//! Scene graph model
//!
//! Nodes live in a flat arena addressed by [`NodeId`]; each node keeps the
//! handles of its children. Resources are flat tables cross-referenced by
//! string id or integer index, so the whole graph is plain data that
//! serializers can walk without lifetimes or back-pointers.

mod components;
mod resources;

pub use components::*;
pub use resources::*;

use serde::{Deserialize, Serialize};
use std::collections::BTreeMap;

use crate::format::TEXT_SCENE_VERSION;
use crate::math::Transform;

/// Handle to a node inside a [`SceneGraph`] arena
#[derive(Clone, Copy, Debug, PartialEq, Eq, Hash, PartialOrd, Ord)]
pub struct NodeId(pub u32);

impl NodeId {
    pub const fn index(self) -> usize {
        self.0 as usize
    }
}

/// Descriptive information about a scene
#[derive(Clone, Debug, Default, PartialEq, Serialize, Deserialize)]
#[serde(rename_all = "camelCase")]
pub struct SceneMetadata {
    pub name: String,
    #[serde(default, skip_serializing_if = "Option::is_none")]
    pub description: Option<String>,
    #[serde(default, skip_serializing_if = "Option::is_none")]
    pub author: Option<String>,
    #[serde(default, skip_serializing_if = "Option::is_none")]
    pub license: Option<String>,
    /// RFC 3339 creation timestamp
    #[serde(default, skip_serializing_if = "Option::is_none")]
    pub created_at: Option<String>,
    /// RFC 3339 modification timestamp
    #[serde(default, skip_serializing_if = "Option::is_none")]
    pub modified_at: Option<String>,
    #[serde(default)]
    pub tags: Vec<String>,
}

impl SceneMetadata {
    pub fn new(name: impl Into<String>) -> Self {
        let now = chrono::Utc::now().to_rfc3339();
        Self {
            name: name.into(),
            created_at: Some(now.clone()),
            modified_at: Some(now),
            ..Default::default()
        }
    }

    /// Stamp `modified_at` with the current time
    pub fn touch(&mut self) {
        self.modified_at = Some(chrono::Utc::now().to_rfc3339());
    }
}

/// One entry in the hierarchy
#[derive(Clone, Debug, PartialEq)]
pub struct SceneNode {
    pub id: String,
    pub name: String,
    /// Free-form kind tag ("object", "group", "light", ...)
    pub kind: String,
    pub transform: Transform,
    pub active: bool,
    pub layer: u32,
    pub tags: Vec<String>,
    pub children: Vec<NodeId>,
    pub components: Vec<Component>,
    pub metadata: BTreeMap<String, serde_json::Value>,
    pub prefab: Option<String>,
}

impl SceneNode {
    pub fn new(id: impl Into<String>, name: impl Into<String>) -> Self {
        Self {
            id: id.into(),
            name: name.into(),
            kind: "object".to_string(),
            transform: Transform::IDENTITY,
            active: true,
            layer: 1,
            tags: Vec::new(),
            children: Vec::new(),
            components: Vec::new(),
            metadata: BTreeMap::new(),
            prefab: None,
        }
    }

    pub fn with_kind(mut self, kind: impl Into<String>) -> Self {
        self.kind = kind.into();
        self
    }

    pub fn with_transform(mut self, transform: Transform) -> Self {
        self.transform = transform;
        self
    }

    pub fn with_component(mut self, component: Component) -> Self {
        self.components.push(component);
        self
    }

    /// First mesh component, if any
    pub fn mesh_component(&self) -> Option<(&str, Option<&str>)> {
        self.components.iter().find_map(|c| match c {
            Component::Mesh {
                mesh_id,
                material_id,
            } => Some((mesh_id.as_str(), material_id.as_deref())),
            _ => None,
        })
    }

    pub fn camera_component(&self) -> Option<&CameraComponent> {
        self.components.iter().find_map(|c| match c {
            Component::Camera(camera) => Some(camera),
            _ => None,
        })
    }
}

/// In-memory scene: a node arena plus resource tables
#[derive(Clone, Debug, PartialEq)]
pub struct SceneGraph {
    pub version: String,
    pub metadata: SceneMetadata,
    pub nodes: Vec<SceneNode>,
    pub root: Option<NodeId>,
    pub materials: Vec<Material>,
    pub textures: Vec<Texture>,
    pub meshes: Vec<Mesh>,
    pub animations: Vec<Animation>,
    pub skins: Vec<Skin>,
    pub buffers: Vec<Buffer>,
    pub buffer_views: Vec<BufferView>,
    pub accessors: Vec<Accessor>,
}

impl Default for SceneGraph {
    fn default() -> Self {
        Self {
            version: TEXT_SCENE_VERSION.to_string(),
            metadata: SceneMetadata::default(),
            nodes: Vec::new(),
            root: None,
            materials: Vec::new(),
            textures: Vec::new(),
            meshes: Vec::new(),
            animations: Vec::new(),
            skins: Vec::new(),
            buffers: Vec::new(),
            buffer_views: Vec::new(),
            accessors: Vec::new(),
        }
    }
}

impl SceneGraph {
    /// Empty graph with fresh metadata and no root
    pub fn new(name: impl Into<String>) -> Self {
        Self {
            metadata: SceneMetadata::new(name),
            ..Default::default()
        }
    }

    /// Add a detached node to the arena
    pub fn add_node(&mut self, node: SceneNode) -> NodeId {
        let id = NodeId(self.nodes.len() as u32);
        self.nodes.push(node);
        id
    }

    /// Add a node and attach it under `parent`
    ///
    /// Returns `None` (and adds nothing) when `parent` is not in the arena.
    pub fn add_child(&mut self, parent: NodeId, node: SceneNode) -> Option<NodeId> {
        if parent.index() >= self.nodes.len() {
            return None;
        }
        let id = self.add_node(node);
        self.nodes[parent.index()].children.push(id);
        Some(id)
    }

    /// Add a node and make it the root
    pub fn set_root(&mut self, node: SceneNode) -> NodeId {
        let id = self.add_node(node);
        self.root = Some(id);
        id
    }

    pub fn root_node(&self) -> Option<&SceneNode> {
        self.root.and_then(|id| self.node(id))
    }

    pub fn node(&self, id: NodeId) -> Option<&SceneNode> {
        self.nodes.get(id.index())
    }

    pub fn node_mut(&mut self, id: NodeId) -> Option<&mut SceneNode> {
        self.nodes.get_mut(id.index())
    }

    /// Look up a node handle by its string id
    pub fn find_node(&self, id: &str) -> Option<NodeId> {
        self.nodes
            .iter()
            .position(|n| n.id == id)
            .map(|i| NodeId(i as u32))
    }

    pub fn node_count(&self) -> usize {
        self.nodes.len()
    }

    /// Nodes reachable from the root in pre-order, paired with their parent
    ///
    /// Each handle is visited at most once, so a malformed arena that
    /// shares or cycles children cannot loop forever.
    pub fn traverse_pre_order(&self) -> Vec<(NodeId, Option<NodeId>)> {
        let mut order = Vec::with_capacity(self.nodes.len());
        let Some(root) = self.root else {
            return order;
        };
        let mut visited = vec![false; self.nodes.len()];
        let mut stack = vec![(root, None)];

        while let Some((id, parent)) = stack.pop() {
            let Some(node) = self.node(id) else {
                continue;
            };
            if std::mem::replace(&mut visited[id.index()], true) {
                continue;
            }
            order.push((id, parent));
            // Reverse so the first child is popped first
            for &child in node.children.iter().rev() {
                stack.push((child, Some(id)));
            }
        }
        order
    }

    /// Parent handle of every arena slot (`None` for the root and detached nodes)
    pub fn parents(&self) -> Vec<Option<NodeId>> {
        let mut parents = vec![None; self.nodes.len()];
        for (id, parent) in self.traverse_pre_order() {
            parents[id.index()] = parent;
        }
        parents
    }

    /// Transform from `id`'s local space to scene space
    ///
    /// Composes full TRS matrices along the ancestor chain, so rotated and
    /// non-uniformly scaled ancestors are respected.
    pub fn world_transform(&self, id: NodeId) -> Option<Transform> {
        let matrix = self.world_matrix(id)?;
        Some(Transform::from_matrix(&matrix))
    }

    /// Column-major world matrix of `id`
    pub fn world_matrix(&self, id: NodeId) -> Option<[f32; 16]> {
        self.node(id)?;
        let parents = self.parents();
        let mut chain = vec![id];
        let mut current = id;
        while let Some(parent) = parents[current.index()] {
            chain.push(parent);
            current = parent;
        }

        let mut world = glam::Mat4::IDENTITY;
        for ancestor in chain.iter().rev() {
            world *= self.nodes[ancestor.index()].transform.to_mat4();
        }
        Some(world.to_cols_array())
    }

    pub fn material(&self, id: &str) -> Option<&Material> {
        self.materials.iter().find(|m| m.id == id)
    }

    pub fn texture(&self, id: &str) -> Option<&Texture> {
        self.textures.iter().find(|t| t.id == id)
    }

    pub fn mesh(&self, id: &str) -> Option<&Mesh> {
        self.meshes.iter().find(|m| m.id == id)
    }

    pub fn animation(&self, id: &str) -> Option<&Animation> {
        self.animations.iter().find(|a| a.id == id)
    }

    pub fn skin(&self, id: &str) -> Option<&Skin> {
        self.skins.iter().find(|s| s.id == id)
    }

    /// Deep-copy the subtree rooted at `node` of `source` into this arena
    ///
    /// Returns the handle of the copied subtree root (detached; the caller
    /// attaches it). Node contents are passed through `map` before insertion.
    pub fn graft_subtree(
        &mut self,
        source: &SceneGraph,
        node: NodeId,
        map: &mut impl FnMut(&mut SceneNode),
    ) -> Option<NodeId> {
        let original = source.node(node)?;
        let mut copy = original.clone();
        copy.children.clear();
        map(&mut copy);
        let new_id = self.add_node(copy);

        // Explicit stack of (source node, copied parent)
        let mut stack: Vec<(NodeId, NodeId)> = original
            .children
            .iter()
            .rev()
            .map(|&c| (c, new_id))
            .collect();
        let mut visited = vec![false; source.nodes.len()];
        visited[node.index()] = true;

        while let Some((src, parent)) = stack.pop() {
            let Some(src_node) = source.node(src) else {
                continue;
            };
            if std::mem::replace(&mut visited[src.index()], true) {
                continue;
            }
            let mut copy = src_node.clone();
            copy.children.clear();
            map(&mut copy);
            let Some(copied) = self.add_child(parent, copy) else {
                continue;
            };
            for &child in src_node.children.iter().rev() {
                stack.push((child, copied));
            }
        }
        Some(new_id)
    }
}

§ **Action item**: Lines containing the word "PartialEq" are to be located in the entries and copied.

§ **Solved problem**:
#[derive(Clone, Copy, Debug, PartialEq, Eq, Hash, PartialOrd, Ord)]
#[derive(Clone, Debug, Default, PartialEq, Serialize, Deserialize)]
#[derive(Clone, Debug, PartialEq)]
#[derive(Clone, Debug, PartialEq)]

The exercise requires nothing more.